### TASK REQUIREMENTS
Whenever the string "which" turns up in a line below, that line should be copied.

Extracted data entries
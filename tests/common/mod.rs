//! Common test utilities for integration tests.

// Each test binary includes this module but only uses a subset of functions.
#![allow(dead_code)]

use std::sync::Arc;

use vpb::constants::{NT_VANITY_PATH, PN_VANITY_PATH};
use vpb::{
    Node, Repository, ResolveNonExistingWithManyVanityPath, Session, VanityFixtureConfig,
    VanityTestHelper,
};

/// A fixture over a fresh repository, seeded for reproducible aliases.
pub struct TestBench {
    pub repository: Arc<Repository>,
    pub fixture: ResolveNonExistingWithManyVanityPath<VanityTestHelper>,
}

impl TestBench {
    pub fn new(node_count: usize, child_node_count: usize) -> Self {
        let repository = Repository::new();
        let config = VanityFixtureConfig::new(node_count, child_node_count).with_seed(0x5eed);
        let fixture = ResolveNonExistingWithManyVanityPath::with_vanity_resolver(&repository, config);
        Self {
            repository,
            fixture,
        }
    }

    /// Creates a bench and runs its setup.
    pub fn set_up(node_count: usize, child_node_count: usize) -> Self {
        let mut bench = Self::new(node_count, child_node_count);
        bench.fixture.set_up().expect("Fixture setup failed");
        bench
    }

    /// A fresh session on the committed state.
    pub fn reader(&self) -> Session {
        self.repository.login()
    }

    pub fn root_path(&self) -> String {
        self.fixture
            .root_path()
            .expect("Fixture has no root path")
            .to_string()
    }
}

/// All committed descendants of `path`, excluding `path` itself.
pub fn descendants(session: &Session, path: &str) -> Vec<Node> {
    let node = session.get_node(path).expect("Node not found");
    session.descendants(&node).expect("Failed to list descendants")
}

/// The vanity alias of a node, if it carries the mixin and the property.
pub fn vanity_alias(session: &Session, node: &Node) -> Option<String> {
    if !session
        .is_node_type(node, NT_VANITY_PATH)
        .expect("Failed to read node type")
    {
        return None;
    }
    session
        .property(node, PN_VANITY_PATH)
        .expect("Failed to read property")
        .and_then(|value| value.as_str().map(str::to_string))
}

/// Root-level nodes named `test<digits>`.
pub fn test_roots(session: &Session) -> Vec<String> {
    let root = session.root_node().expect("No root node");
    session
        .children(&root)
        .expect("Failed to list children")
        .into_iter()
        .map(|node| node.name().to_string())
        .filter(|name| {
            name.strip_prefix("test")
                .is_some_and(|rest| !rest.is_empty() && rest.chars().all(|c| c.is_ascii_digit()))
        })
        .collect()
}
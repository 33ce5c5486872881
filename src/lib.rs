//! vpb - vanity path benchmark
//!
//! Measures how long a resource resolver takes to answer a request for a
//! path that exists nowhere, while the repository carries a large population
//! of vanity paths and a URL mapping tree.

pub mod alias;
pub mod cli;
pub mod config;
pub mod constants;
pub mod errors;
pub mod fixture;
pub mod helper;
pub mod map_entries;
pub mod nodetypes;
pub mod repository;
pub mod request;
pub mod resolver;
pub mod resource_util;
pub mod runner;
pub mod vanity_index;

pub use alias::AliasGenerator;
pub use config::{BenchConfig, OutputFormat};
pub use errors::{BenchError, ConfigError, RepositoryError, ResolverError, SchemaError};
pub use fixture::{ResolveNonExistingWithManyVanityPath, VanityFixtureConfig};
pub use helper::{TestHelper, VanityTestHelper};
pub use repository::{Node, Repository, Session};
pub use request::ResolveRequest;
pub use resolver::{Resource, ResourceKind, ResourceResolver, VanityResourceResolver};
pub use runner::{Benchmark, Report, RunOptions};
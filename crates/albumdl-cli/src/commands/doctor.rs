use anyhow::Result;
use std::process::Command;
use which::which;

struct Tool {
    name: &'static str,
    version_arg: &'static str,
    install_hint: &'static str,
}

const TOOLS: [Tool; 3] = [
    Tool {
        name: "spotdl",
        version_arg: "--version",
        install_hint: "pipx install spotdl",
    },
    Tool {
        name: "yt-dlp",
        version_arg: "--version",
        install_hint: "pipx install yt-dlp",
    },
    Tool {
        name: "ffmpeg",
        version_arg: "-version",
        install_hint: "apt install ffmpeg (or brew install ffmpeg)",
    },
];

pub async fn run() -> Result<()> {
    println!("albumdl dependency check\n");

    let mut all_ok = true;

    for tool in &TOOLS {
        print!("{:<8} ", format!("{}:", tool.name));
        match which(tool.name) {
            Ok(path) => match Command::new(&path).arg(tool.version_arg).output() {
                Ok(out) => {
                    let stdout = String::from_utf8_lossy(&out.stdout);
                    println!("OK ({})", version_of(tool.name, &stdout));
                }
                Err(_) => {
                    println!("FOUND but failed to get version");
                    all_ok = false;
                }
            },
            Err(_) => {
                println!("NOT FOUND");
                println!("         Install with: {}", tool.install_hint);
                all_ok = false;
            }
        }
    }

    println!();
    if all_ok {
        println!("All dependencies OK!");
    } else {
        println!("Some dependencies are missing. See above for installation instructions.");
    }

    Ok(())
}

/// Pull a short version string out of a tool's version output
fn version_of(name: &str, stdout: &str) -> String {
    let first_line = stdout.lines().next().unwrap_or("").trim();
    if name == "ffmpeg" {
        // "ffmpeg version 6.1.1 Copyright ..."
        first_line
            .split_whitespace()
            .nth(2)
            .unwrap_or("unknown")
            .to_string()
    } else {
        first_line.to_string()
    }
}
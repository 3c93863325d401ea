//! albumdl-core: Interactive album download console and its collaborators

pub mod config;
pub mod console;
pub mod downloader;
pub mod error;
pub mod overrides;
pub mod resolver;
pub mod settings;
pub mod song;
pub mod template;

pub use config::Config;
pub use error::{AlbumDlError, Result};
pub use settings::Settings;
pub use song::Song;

### ANSWER TO THE PROBLEM
use which::which;
        match which(tool.name) {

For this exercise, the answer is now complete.